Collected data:
━━━

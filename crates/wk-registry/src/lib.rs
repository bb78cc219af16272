// SPDX-License-Identifier: MIT

//! Bidirectional window registry, guarded host-window operations, geometry
//! persistence, and the window store facade that composes them.

pub mod context;
pub mod operator;
pub mod registry;
pub mod state_manager;
pub mod store;

pub use context::{ContextPersistence, InMemoryContextPersistence};
pub use operator::WindowOperator;
pub use registry::WindowRegistry;
pub use state_manager::{GeometryEvent, WindowStateManager};
pub use store::{WindowStore, WindowStoreConfig};
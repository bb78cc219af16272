// SPDX-License-Identifier: MIT

//! The persisted-geometry record written to the window-state file.

use serde::{Deserialize, Serialize};
use std::collections::BTreeMap;
pub use wk_core::DisplayBounds;

/// Persisted geometry for one named window, keyed by window name in the
/// state file's top-level object.
#[derive(Debug, Clone, Default, Serialize, Deserialize, PartialEq)]
pub struct WindowStateRecord {
    #[serde(default, skip_serializing_if = "Option::is_none")]
    pub x: Option<i32>,
    #[serde(default, skip_serializing_if = "Option::is_none")]
    pub y: Option<i32>,
    pub width: u32,
    pub height: u32,
    #[serde(rename = "isMaximized", default)]
    pub is_maximized: bool,
    #[serde(rename = "isFullScreen", default)]
    pub is_full_screen: bool,
    #[serde(rename = "displayBounds", default, skip_serializing_if = "Option::is_none")]
    pub display_bounds: Option<DisplayBounds>,
    #[serde(default, skip_serializing_if = "Option::is_none")]
    pub groups: Option<Vec<String>>,
}

impl WindowStateRecord {
    pub fn has_position(&self) -> bool {
        self.x.is_some() && self.y.is_some()
    }

    /// Geometry restoration rule: valid iff `display_bounds` matches some
    /// current display exactly, or the window rectangle intersects any
    /// current display. Maximized/full-screen flags are preserved only
    /// alongside a valid rectangle.
    pub fn is_valid_for(&self, displays: &[DisplayBounds]) -> bool {
        if !self.has_position() {
            return false;
        }
        if let Some(bounds) = &self.display_bounds {
            if displays.iter().any(|d| d.matches(bounds)) {
                return true;
            }
        }
        let (Some(x), Some(y)) = (self.x, self.y) else { return false };
        displays.iter().any(|d| d.intersects(x, y, self.width, self.height))
    }
}

/// The on-disk shape of the window-state file: `{<name>: <WindowStateRecord>}`.
pub type WindowStateFile = BTreeMap<String, WindowStateRecord>;

#[cfg(test)]
#[path = "window_state_tests.rs"]
mod tests;
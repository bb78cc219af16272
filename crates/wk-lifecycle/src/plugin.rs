// SPDX-License-Identifier: MIT

//! The plugin contract and the typed cancellation sentinel that replaces a
//! falsy return value at the creation-gate hook.

use async_trait::async_trait;
use wk_core::{KitError, WindowConfig, WindowId};

/// The result of a `will_create` hook.
#[derive(Debug, Clone, PartialEq)]
pub enum HookOutcome {
    /// Proceed to the next hook, or to construction if this was the last one.
    Continue,
    /// Abort creation entirely.
    Cancelled,
    /// Proceed, but swap in this config for every hook still to run.
    Replace(WindowConfig),
}

/// A lifecycle plugin. Every hook is optional; the default implementation is
/// a no-op that continues.
#[async_trait]
pub trait Plugin: Send + Sync + 'static {
    fn name(&self) -> &str;

    async fn on_init(&self) {}

    async fn on_will_create(&self, _config: &WindowConfig) -> HookOutcome {
        HookOutcome::Continue
    }

    async fn on_did_create(&self, _id: &WindowId) -> Result<(), KitError> {
        Ok(())
    }

    async fn on_will_destroy(&self, _id: &WindowId) -> Result<(), KitError> {
        Ok(())
    }

    async fn on_did_destroy(&self, _id: &WindowId) -> Result<(), KitError> {
        Ok(())
    }
}

#[cfg(test)]
#[path = "plugin_tests.rs"]
mod tests;
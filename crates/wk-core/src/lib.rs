// SPDX-License-Identifier: MIT

// Allow panic!/unwrap/expect in test code
#![cfg_attr(test, allow(clippy::panic))]
#![cfg_attr(test, allow(clippy::unwrap_used))]
#![cfg_attr(test, allow(clippy::expect_used))]

//! wk-core: shared identifiers, clock, error taxonomy, and lifecycle events
//! for the window kit.

pub mod macros;

pub mod clock;
pub mod error;
pub mod event;
pub mod geometry;
pub mod host;
pub mod id;

#[cfg(any(test, feature = "test-support"))]
pub mod test_support;

pub use clock::{Clock, FakeClock, SystemClock};
pub use error::{ErrorCategory, KitError};
pub use event::{CrashReason, EventSink, NoopEventSink, WindowEvent};
pub use geometry::DisplayBounds;
pub use host::{ContentLoader, ContentSource, DisplayProvider, HostWindow, PortFactory, PortPair, RawChannel, WindowConfig, WindowFactory};
pub use id::{SenderId, WindowId};

#[cfg(any(test, feature = "test-support"))]
pub use host::{
    FakeDisplayProvider, FakeHostWindow, FakePortFactory, FakePortPair, FakeRawChannel, FakeWindowFactory,
};
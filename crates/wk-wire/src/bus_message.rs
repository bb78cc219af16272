// SPDX-License-Identifier: MIT

//! Wire shapes carried over the bus [`Transport`][crate::envelope] (port or
//! channel strategy) between a renderer and the `MessageBus`.

use serde::{Deserialize, Serialize};
use serde_json::Value;
use wk_core::WindowId;

/// A message exchanged between a renderer and the `MessageBus`.
///
/// Any payload that does not match one of these tags is logged and ignored
/// by the dispatcher rather than rejected — the wire is forward-tolerant.
#[derive(Debug, Clone, Serialize, Deserialize, PartialEq)]
#[serde(tag = "type")]
pub enum BusMessage {
    #[serde(rename = "GET")]
    Get { key: String, #[serde(rename = "requestId")] request_id: String },

    #[serde(rename = "GET_RESPONSE")]
    GetResponse {
        #[serde(rename = "requestId")]
        request_id: String,
        #[serde(default, skip_serializing_if = "Option::is_none")]
        value: Option<Value>,
    },

    #[serde(rename = "SET")]
    Set { key: String, value: Value },

    #[serde(rename = "DELETE")]
    Delete { key: String },

    #[serde(rename = "SUBSCRIBE")]
    Subscribe { key: String },

    #[serde(rename = "UNSUBSCRIBE")]
    Unsubscribe { key: String },

    #[serde(rename = "SET_PERMISSION")]
    SetPermission { key: String, #[serde(rename = "windowId")] window_id: WindowId, modify: bool },

    #[serde(rename = "TRANSACTION_START")]
    TransactionStart,

    #[serde(rename = "COMMIT")]
    Commit,

    #[serde(rename = "ROLLBACK")]
    Rollback,

    #[serde(rename = "SEND_TO_WINDOW")]
    SendToWindow { #[serde(rename = "windowId")] window_id: WindowId, payload: Value },

    #[serde(rename = "SEND_TO_GROUP")]
    SendToGroup { group: String, payload: Value },

    /// Server-to-client broadcast of a store mutation (`SET`/`DELETE`).
    #[serde(rename = "UPDATE")]
    Update {
        #[serde(default, skip_serializing_if = "Option::is_none")]
        key: Option<String>,
        #[serde(default, skip_serializing_if = "Option::is_none")]
        value: Option<Value>,
        #[serde(default, skip_serializing_if = "Option::is_none")]
        #[serde(rename = "oldValue")]
        old_value: Option<Value>,
        #[serde(default, skip_serializing_if = "Option::is_none")]
        #[serde(rename = "windowId")]
        window_id: Option<WindowId>,
        timestamp: i64,
    },
}

impl BusMessage {
    /// Best-effort tag name, used for logging unknown/malformed messages.
    pub fn kind(&self) -> &'static str {
        match self {
            BusMessage::Get { .. } => "GET",
            BusMessage::GetResponse { .. } => "GET_RESPONSE",
            BusMessage::Set { .. } => "SET",
            BusMessage::Delete { .. } => "DELETE",
            BusMessage::Subscribe { .. } => "SUBSCRIBE",
            BusMessage::Unsubscribe { .. } => "UNSUBSCRIBE",
            BusMessage::SetPermission { .. } => "SET_PERMISSION",
            BusMessage::TransactionStart => "TRANSACTION_START",
            BusMessage::Commit => "COMMIT",
            BusMessage::Rollback => "ROLLBACK",
            BusMessage::SendToWindow { .. } => "SEND_TO_WINDOW",
            BusMessage::SendToGroup { .. } => "SEND_TO_GROUP",
            BusMessage::Update { .. } => "UPDATE",
        }
    }
}

#[cfg(test)]
#[path = "bus_message_tests.rs"]
mod tests;
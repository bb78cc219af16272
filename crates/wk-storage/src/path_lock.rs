// SPDX-License-Identifier: MIT

//! Process-wide guard preventing two `StateKeeper` instances from claiming
//! the same persistence file.

use parking_lot::Mutex;
use std::collections::HashSet;
use std::path::{Path, PathBuf};
use std::sync::OnceLock;

static ACTIVE_PATHS: OnceLock<Mutex<HashSet<PathBuf>>> = OnceLock::new();

fn registry() -> &'static Mutex<HashSet<PathBuf>> {
    ACTIVE_PATHS.get_or_init(|| Mutex::new(HashSet::new()))
}

/// Holds a claim on a path for as long as it lives. A second claim on the
/// same path logs a warning and is released as a no-op: it never inserted
/// into the registry, so its `Drop` has nothing to remove.
pub struct PathLock {
    path: PathBuf,
    held: bool,
}

impl PathLock {
    pub fn acquire(path: &Path) -> Self {
        let mut paths = registry().lock();
        if paths.insert(path.to_path_buf()) {
            Self { path: path.to_path_buf(), held: true }
        } else {
            tracing::warn!(path = %path.display(), "state keeper already active for this path");
            Self { path: path.to_path_buf(), held: false }
        }
    }

    #[cfg(test)]
    pub fn is_held(&self) -> bool {
        self.held
    }
}

impl Drop for PathLock {
    fn drop(&mut self) {
        if self.held {
            registry().lock().remove(&self.path);
        }
    }
}

#[cfg(test)]
#[path = "path_lock_tests.rs"]
mod tests;
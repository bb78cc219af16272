// SPDX-License-Identifier: MIT

//! Per-window write buffering so a batch of sets/deletes commits (or rolls
//! back) atomically from the caller's perspective.

use indexmap::IndexMap;
use parking_lot::Mutex;
use serde_json::Value;
use std::collections::HashMap;
use wk_core::WindowId;

#[derive(Debug, Clone, PartialEq)]
pub enum BufferedOp {
    Set(Value),
    Delete,
}

#[derive(Default)]
pub struct TransactionManager {
    frames: Mutex<HashMap<WindowId, IndexMap<String, BufferedOp>>>,
}

impl TransactionManager {
    pub fn new() -> Self {
        Self::default()
    }

    /// Starting a transaction while one is already open for `window_id` is a
    /// no-op: the existing buffer is preserved.
    pub fn start(&self, window_id: WindowId) {
        let mut frames = self.frames.lock();
        if frames.contains_key(&window_id) {
            tracing::warn!(%window_id, "transaction already in progress, ignoring start");
            return;
        }
        frames.insert(window_id, IndexMap::new());
    }

    pub fn has_active(&self, window_id: &WindowId) -> bool {
        self.frames.lock().contains_key(window_id)
    }

    /// Buffers `op` under `key` if `window_id` has an active transaction.
    /// Returns whether it was buffered.
    pub fn add(&self, window_id: &WindowId, key: &str, op: BufferedOp) -> bool {
        let mut frames = self.frames.lock();
        let Some(frame) = frames.get_mut(window_id) else { return false };
        frame.insert(key.to_string(), op);
        true
    }

    /// Removes and returns the buffered frame in insertion order, or `None`
    /// if no transaction was active.
    pub fn commit(&self, window_id: &WindowId) -> Option<IndexMap<String, BufferedOp>> {
        self.frames.lock().remove(window_id)
    }

    pub fn rollback(&self, window_id: &WindowId) {
        self.frames.lock().remove(window_id);
    }

    /// `Some(Some(value))` for a buffered set, `Some(None)` for a buffered
    /// delete, `None` if `key` has no pending write.
    pub fn buffered_value(&self, window_id: &WindowId, key: &str) -> Option<Option<Value>> {
        let frames = self.frames.lock();
        let op = frames.get(window_id)?.get(key)?;
        Some(match op {
            BufferedOp::Set(value) => Some(value.clone()),
            BufferedOp::Delete => None,
        })
    }
}

#[cfg(test)]
#[path = "transaction_tests.rs"]
mod tests;
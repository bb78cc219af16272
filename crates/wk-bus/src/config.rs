// SPDX-License-Identifier: MIT

use serde::{Deserialize, Serialize};

use crate::subscription::DEFAULT_SUBSCRIBER_WARN_THRESHOLD;

/// Configuration for a `MessageBus` instance.
#[derive(Debug, Clone, Serialize, Deserialize)]
pub struct BusConfig {
    /// Logs once per key when its subscriber count reaches this threshold.
    #[serde(default = "default_warn_threshold")]
    pub subscriber_warn_threshold: usize,
}

fn default_warn_threshold() -> usize {
    DEFAULT_SUBSCRIBER_WARN_THRESHOLD
}

impl Default for BusConfig {
    fn default() -> Self {
        Self { subscriber_warn_threshold: DEFAULT_SUBSCRIBER_WARN_THRESHOLD }
    }
}

#[cfg(test)]
#[path = "config_tests.rs"]
mod tests;
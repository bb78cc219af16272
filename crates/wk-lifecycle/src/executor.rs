// SPDX-License-Identifier: MIT

//! Ordered invocation of plugin and hook chains around window creation and
//! destruction.

use parking_lot::RwLock;
use std::sync::Arc;
use wk_core::{WindowConfig, WindowId};

use crate::plugin::{HookOutcome, Plugin};

/// Runs `plugins` in registration order, then `hooks` in registration order.
/// Plugins are the host application's own extensions; hooks are the kit's
/// own built-in behaviors (dev tools, crash recovery) wired in ahead of time.
#[derive(Default)]
pub struct PluginExecutor {
    plugins: RwLock<Vec<Arc<dyn Plugin>>>,
    hooks: RwLock<Vec<Arc<dyn Plugin>>>,
}

impl PluginExecutor {
    pub fn new() -> Self {
        Self::default()
    }

    pub fn register_plugin(&self, plugin: Arc<dyn Plugin>) {
        self.plugins.write().push(plugin);
    }

    pub fn register_hook(&self, hook: Arc<dyn Plugin>) {
        self.hooks.write().push(hook);
    }

    fn chain(&self) -> Vec<Arc<dyn Plugin>> {
        let mut chain = self.plugins.read().clone();
        chain.extend(self.hooks.read().iter().cloned());
        chain
    }

    pub async fn init_all(&self) {
        for plugin in self.chain() {
            plugin.on_init().await;
        }
    }

    /// Runs the creation gate. Returns `None` if a plugin cancelled, or the
    /// (possibly replaced) config to proceed with.
    pub async fn will_create(&self, mut config: WindowConfig) -> Option<WindowConfig> {
        for plugin in self.chain() {
            match plugin.on_will_create(&config).await {
                HookOutcome::Continue => {}
                HookOutcome::Cancelled => {
                    tracing::info!(plugin = plugin.name(), "window creation cancelled by plugin");
                    return None;
                }
                HookOutcome::Replace(replacement) => config = replacement,
            }
        }
        Some(config)
    }

    pub async fn did_create(&self, id: &WindowId) {
        for plugin in self.chain() {
            if let Err(err) = plugin.on_did_create(id).await {
                tracing::warn!(plugin = plugin.name(), %id, error = %err, "onDidCreate hook failed");
            }
        }
    }

    pub async fn will_destroy(&self, id: &WindowId) {
        for plugin in self.chain() {
            if let Err(err) = plugin.on_will_destroy(id).await {
                tracing::warn!(plugin = plugin.name(), %id, error = %err, "onWillDestroy hook failed");
            }
        }
    }

    pub async fn did_destroy(&self, id: &WindowId) {
        for plugin in self.chain() {
            if let Err(err) = plugin.on_did_destroy(id).await {
                tracing::warn!(plugin = plugin.name(), %id, error = %err, "onDidDestroy hook failed");
            }
        }
    }
}

#[cfg(test)]
#[path = "executor_tests.rs"]
mod tests;
// SPDX-License-Identifier: MIT

//! Typed request router: a handler registry with schema validation and rate
//! limiting, dispatched over a raw duplex channel.

pub mod dispatcher;
pub mod handler;
pub mod rate_limit;
pub mod router;

pub use dispatcher::MessageDispatcher;
pub use handler::IpcHandler;
pub use rate_limit::{RateLimitConfig, RateLimiter};
pub use router::{IpcRouter, RouterConfig};
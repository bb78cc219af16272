// SPDX-License-Identifier: MIT

use super::*;
use wk_core::host::{FakeDisplayProvider, FakeHostWindow};
use wk_core::SystemClock;
use wk_registry::{WindowStateManager, WindowStoreConfig};
use wk_transport::ChannelTransport;

struct Harness {
    store: Arc<WindowStore<SystemClock>>,
    bus: Arc<MessageBus<SystemClock>>,
    plugin: BusBindingPlugin<SystemClock>,
    _dir: tempfile::TempDir,
}

fn harness() -> Harness {
    let dir = tempfile::tempdir().unwrap();
    let keeper_config = wk_storage::StateKeeperConfig { path: dir.path().join("state.json"), ..Default::default() };
    let keeper = wk_storage::StateKeeper::open(keeper_config, SystemClock);
    let registry = wk_registry::WindowRegistry::new();
    let state = WindowStateManager::new(registry.clone(), keeper, Arc::new(FakeDisplayProvider::default()));
    let store = Arc::new(WindowStore::with_in_memory_context(registry, state, WindowStoreConfig::default()));
    let bus = Arc::new(MessageBus::new(Arc::new(ChannelTransport::new()), SystemClock));
    let plugin = BusBindingPlugin::new(store.clone(), bus.clone());
    Harness { store, bus, plugin, _dir: dir }
}

#[tokio::test]
async fn did_create_registers_the_window_with_the_bus() {
    let harness = harness();
    let id = WindowId::new();
    harness.store.add(id.clone(), "main", Arc::new(FakeHostWindow::new())).unwrap();

    harness.plugin.on_did_create(&id).await.unwrap();

    harness.bus.send_to_window(&id, b"hi".to_vec()).await.unwrap();
}

#[tokio::test]
async fn will_destroy_unregisters_the_window_from_the_bus() {
    let harness = harness();
    let id = WindowId::new();
    harness.store.add(id.clone(), "main", Arc::new(FakeHostWindow::new())).unwrap();
    harness.plugin.on_did_create(&id).await.unwrap();

    harness.plugin.on_will_destroy(&id).await.unwrap();

    assert!(harness.bus.send_to_window(&id, b"hi".to_vec()).await.is_err());
}

#[tokio::test]
async fn bus_event_sink_forwards_emitted_events_to_registered_windows() {
    let harness = harness();
    let id = WindowId::new();
    let host = Arc::new(FakeHostWindow::new());
    harness.bus.register_window(id.clone(), host.clone());

    let sink = BusEventSink::new(harness.bus.clone());
    sink.emit(wk_core::WindowEvent::WindowDestroyed { id }).await;

    assert_eq!(host.sent_messages().len(), 1);
}
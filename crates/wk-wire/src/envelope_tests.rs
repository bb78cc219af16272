// SPDX-License-Identifier: MIT

use super::*;

#[test]
fn request_rejects_empty_name() {
    let req = IpcRequest::new("", Value::Null);
    assert!(req.validate().is_err());
}

#[test]
fn request_accepts_nonempty_name() {
    let req = IpcRequest::new("getUser", serde_json::json!({"id": "u1"}));
    assert!(req.validate().is_ok());
}

#[test]
fn ok_response_has_zero_code() {
    let resp = IpcResponse::ok(serde_json::json!({"id": "u1"}));
    assert!(resp.is_success());
    assert_eq!(resp.category, None);
}

#[test]
fn error_response_carries_category_and_code() {
    let err = KitError::rate_limit("too many requests");
    let resp = IpcResponse::from_error(&err, None);
    assert_eq!(resp.code, 429);
    assert_eq!(resp.category, Some(ErrorCategory::RateLimit));
    assert!(!resp.is_success());
}

#[test]
fn error_response_omits_stack_when_not_debug() {
    let err = KitError::internal("boom");
    let resp = IpcResponse::from_error(&err, None);
    let json = serde_json::to_value(&resp).unwrap();
    assert!(json.get("stack").is_none());
}

#[test]
fn from_kit_error_matches_from_error() {
    let err = KitError::not_found("window missing");
    let via_from: IpcResponse = err.clone().into();
    let via_ctor = IpcResponse::from_error(&err, None);
    assert_eq!(via_from, via_ctor);
}

#[test]
fn error_response_includes_stack_in_debug_mode() {
    let err = KitError::internal("boom");
    let resp = IpcResponse::from_error(&err, Some("at foo()".to_string()));
    let json = serde_json::to_value(&resp).unwrap();
    assert_eq!(json["stack"], "at foo()");
}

━━━

Stopping at the line containing "the window-state file.", please repeat exactly every line from the very start of the entries, that line included, and nothing more.

filename crates/wk-registry/src/lib.rs
repository bb78cc219af16272
// SPDX-License-Identifier: MIT

//! Bidirectional window registry, guarded host-window operations, geometry
//! persistence, and the window store facade that composes them.

pub mod context;
pub mod operator;
pub mod registry;
pub mod state_manager;
pub mod store;

pub use context::{ContextPersistence, InMemoryContextPersistence};
pub use operator::WindowOperator;
pub use registry::WindowRegistry;
pub use state_manager::{GeometryEvent, WindowStateManager};
pub use store::{WindowStore, WindowStoreConfig};
repository bb78cc219af16272
// SPDX-License-Identifier: MIT

//! The persisted-geometry record written to the window-state file.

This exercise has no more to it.